== Segment start ==
//! POP3 client — plain TCP or TLS via rustls, hand-rolled protocol.
//!
//! The wire protocol is small enough that we speak it directly instead of
//! pulling in a client crate: USER/PASS, LIST, RETR, DELE, QUIT. The
//! blocking session runs under `spawn_blocking`; [`Pop3Mailbox`] adapts it
//! to the async [`Mailbox`] trait.

use std::io::{Read, Write};
use std::net::TcpStream;
use std::sync::Arc;
use std::time::Duration;

use async_trait::async_trait;
use secrecy::{ExposeSecret, SecretString};
use tracing::info;

use crate::error::MailboxError;
use crate::mail::{Mailbox, MessageHandle};

const READ_TIMEOUT: Duration = Duration::from_secs(30);

/// Port on which the server expects an implicit-TLS connection.
const POP3S_PORT: u16 = 995;

// ── Async trait adapter ─────────────────────────────────────────────

/// POP3 mailbox — owns the connection parameters and at most one live
/// session. All socket I/O is blocking and runs under `spawn_blocking`.
pub struct Pop3Mailbox {
    host: String,
    port: u16,
    user: String,
    password: SecretString,
    session: Option<Pop3Session>,
}

impl Pop3Mailbox {
    pub fn new(host: String, port: u16, user: String, password: SecretString) -> Self {
        Self {
            host,
            port,
            user,
            password,
            session: None,
        }
    }

    /// Run a blocking operation against the live session, moving it into
    /// the worker thread and back.
    async fn with_session<T>(
        &mut self,
        op: impl FnOnce(&mut Pop3Session) -> Result<T, MailboxError> + Send + 'static,
    ) -> Result<T, MailboxError>
    where
        T: Send + 'static,
    {
        let mut session = self.session.take().ok_or(MailboxError::NotConnected)?;
        let (session, result) = tokio::task::spawn_blocking(move || {
            let result = op(&mut session);
            (session, result)
        })
        .await
        .map_err(join_err)?;
        self.session = Some(session);
        result
    }
}

#[async_trait]
impl Mailbox for Pop3Mailbox {
    async fn connect(&mut self) -> Result<(), MailboxError> {
        let host = self.host.clone();
        let port = self.port;
        let user = self.user.clone();
        let password = self.password.expose_secret().to_string();

        let session =
            tokio::task::spawn_blocking(move || Pop3Session::connect(&host, port, &user, &password))
                .await
                .map_err(join_err)??;

        info!("Connected to POP3 server: {}:{}", self.host, self.port);
        self.session = Some(session);
        Ok(())
    }

    async fn list_messages(&mut self) -> Result<Vec<MessageHandle>, MailboxError> {
        let seqs = self.with_session(|session| session.list()).await?;
        info!("Found {} messages on server", seqs.len());
        Ok(seqs.into_iter().map(|seq| MessageHandle { seq }).collect())
    }

    async fn retrieve(&mut self, handle: MessageHandle) -> Result<Vec<u8>, MailboxError> {
        self.with_session(move |session| session.retr(handle.seq))
            .await
    }

    async fn mark_for_deletion(&mut self, handle: MessageHandle) -> Result<(), MailboxError> {
        self.with_session(move |session| session.dele(handle.seq))
            .await?;
        info!("Marked message {} for deletion", handle.seq);
        Ok(())
    }

    async fn disconnect(&mut self) {
        if let Some(session) = self.session.take() {
            let _ = tokio::task::spawn_blocking(move || session.quit()).await;
            info!("Disconnected from POP3 server");
        }
    }
}

fn join_err(e: tokio::task::JoinError) -> MailboxError {
    MailboxError::Protocol(format!("mail task panicked: {e}"))
}

// ── Blocking session ────────────────────────────────────────────────

/// Plain or TLS byte stream.
enum Pop3Stream {
    Plain(TcpStream),
    Tls(Box<rustls::StreamOwned<rustls::ClientConnection, TcpStream>>),
}

impl Read for Pop3Stream {
    fn read(&mut self, buf: &mut [u8]) -> std::io::Result<usize> {
        match self {
            Pop3Stream::Plain(s) => s.read(buf),
            Pop3Stream::Tls(s) => s.read(buf),
        }
    }
}

impl Write for Pop3Stream {
    fn write(&mut self, buf: &[u8]) -> std::io::Result<usize> {
        match self {
            Pop3Stream::Plain(s) => s.write(buf),
            Pop3Stream::Tls(s) => s.write(buf),
        }
    }

    fn flush(&mut self) -> std::io::Result<()> {
        match self {
            Pop3Stream::Plain(s) => s.flush(),
            Pop3Stream::Tls(s) => s.flush(),
        }
    }
}

/// One authenticated POP3 session (blocking).
pub struct Pop3Session {
    stream: Pop3Stream,
}

impl std::fmt::Debug for Pop3Session {
    fn fmt(&self, f: &mut std::fmt::Formatter<'_>) -> std::fmt::Result {
        f.debug_struct("Pop3Session").finish_non_exhaustive()
    }
}

impl Pop3Session {
    /// Connect and authenticate. Port 995 uses implicit TLS, anything
    /// else a plain socket.
    pub fn connect(
        host: &str,
        port: u16,
        user: &str,
        password: &str,
    ) -> Result<Self, MailboxError> {
        let tcp = TcpStream::connect((host, port)).map_err(|e| MailboxError::Connect {
            host: host.to_string(),
            port,
            reason: e.to_string(),
        })?;
        tcp.set_read_timeout(Some(READ_TIMEOUT))?;

        let stream = if port == POP3S_PORT {
            let mut root_store = rustls::RootCertStore::empty();
            root_store.extend(webpki_roots::TLS_SERVER_ROOTS.iter().cloned());
            let tls_config = Arc::new(
                rustls::ClientConfig::builder()
                    .with_root_certificates(root_store)
                    .with_no_client_auth(),
            );
            let server_name = rustls::pki_types::ServerName::try_from(host.to_string())
                .map_err(|e| MailboxError::Tls(e.to_string()))?;
            let conn = rustls::ClientConnection::new(tls_config, server_name)
                .map_err(|e| MailboxError::Tls(e.to_string()))?;
            Pop3Stream::Tls(Box::new(rustls::StreamOwned::new(conn, tcp)))
        } else {
            Pop3Stream::Plain(tcp)
        };

        let mut session = Self { stream };

        // Greeting, then USER/PASS. The server may reject either step.
        session.read_status_line()?;
        for cmd in [format!("USER {user}"), format!("PASS {password}")] {
            match session.command(&cmd) {
                Ok(_) => {}
                Err(MailboxError::Protocol(reason)) => return Err(MailboxError::Auth(reason)),
                Err(e) => return Err(e),
            }
        }

        Ok(session)
    }

    /// List message numbers currently on the server.
    pub fn list(&mut self) -> Result<Vec<u32>, MailboxError> {
        self.command("LIST")?;
        let listing = self.read_multiline()?;
        let text = String::from_utf8_lossy(&listing);
        Ok(text.lines().filter_map(parse_list_line).collect())
    }

    /// Retrieve the full raw message by its session-local number.
    pub fn retr(&mut self, seq: u32) -> Result<Vec<u8>, MailboxError> {
        self.command(&format!("RETR {seq}"))?;
        self.read_multiline()
    }

    /// Mark a message for deletion. Effective at QUIT.
    pub fn dele(&mut self, seq: u32) -> Result<(), MailboxError> {
        self.command(&format!("DELE {seq}"))?;
        Ok(())
    }

    /// End the session, committing pending deletions. Best-effort.
    pub fn quit(mut self) {
        let _ = self.command("QUIT");
    }

    // ── Wire helpers ────────────────────────────────────────────────

    /// Send a command and read its single status line.
    fn command(&mut self, cmd: &str) -> Result<String, MailboxError> {
        self.stream.write_all(format!("{cmd}\r\n").as_bytes())?;
        self.stream.flush()?;
        self.read_status_line()
    }

    /// Read one `+OK`/`-ERR` status line, failing on `-ERR`.
    fn read_status_line(&mut self) -> Result<String, MailboxError> {
        let line = self.read_line()?;
        let text = String::from_utf8_lossy(&line).trim_end().to_string();
        if text.starts_with("+OK") {
            Ok(text)
        } else {
            Err(MailboxError::Protocol(text))
        }
    }

    /// Read a single CRLF-terminated line, including the terminator.
    fn read_line(&mut self) -> Result<Vec<u8>, MailboxError> {
        let mut buf = Vec::new();
        loop {
            let mut byte = [0u8; 1];
            match self.stream.read(&mut byte) {
                Ok(0) => {
                    return Err(MailboxError::Protocol(
                        "connection closed by server".into(),
                    ));
                }
                Ok(_) => {
                    buf.push(byte[0]);
                    if buf.ends_with(b"\r\n") {
                        return Ok(buf);
                    }
                }
                Err(e) => return Err(e.into()),
            }
        }
    }

    /// Read a multiline response body: lines up to the lone-dot
    /// terminator, with byte-stuffed leading dots removed.
    fn read_multiline(&mut self) -> Result<Vec<u8>, MailboxError> {
        let mut data = Vec::new();
        loop {
            let line = self.read_line()?;
            if line == b".\r\n" {
                return Ok(data);
            }
            data.extend_from_slice(unstuff(&line));
        }
    }
}

/// Remove the byte-stuffed leading dot from a response line.
fn unstuff(line: &[u8]) -> &[u8] {
    match line {
        [b'.', rest @ ..] => rest,
        _ => line,
    }
}

/// Parse one `LIST` response line (`"<seq> <octets>"`) into its number.
fn parse_list_line(line: &str) -> Option<u32> {
    line.split_whitespace().next()?.parse().ok()
}

// ── Tests ───────────────────────────────────────────────────────────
== Segment end ==
Brief
If a line in the entries holds the string "rustls", copy it.

Answer to the exercise
//! POP3 client — plain TCP or TLS via rustls, hand-rolled protocol.
    Tls(Box<rustls::StreamOwned<rustls::ClientConnection, TcpStream>>),
            let mut root_store = rustls::RootCertStore::empty();
                rustls::ClientConfig::builder()
            let server_name = rustls::pki_types::ServerName::try_from(host.to_string())
            let conn = rustls::ClientConnection::new(tls_config, server_name)
            Pop3Stream::Tls(Box::new(rustls::StreamOwned::new(conn, tcp)))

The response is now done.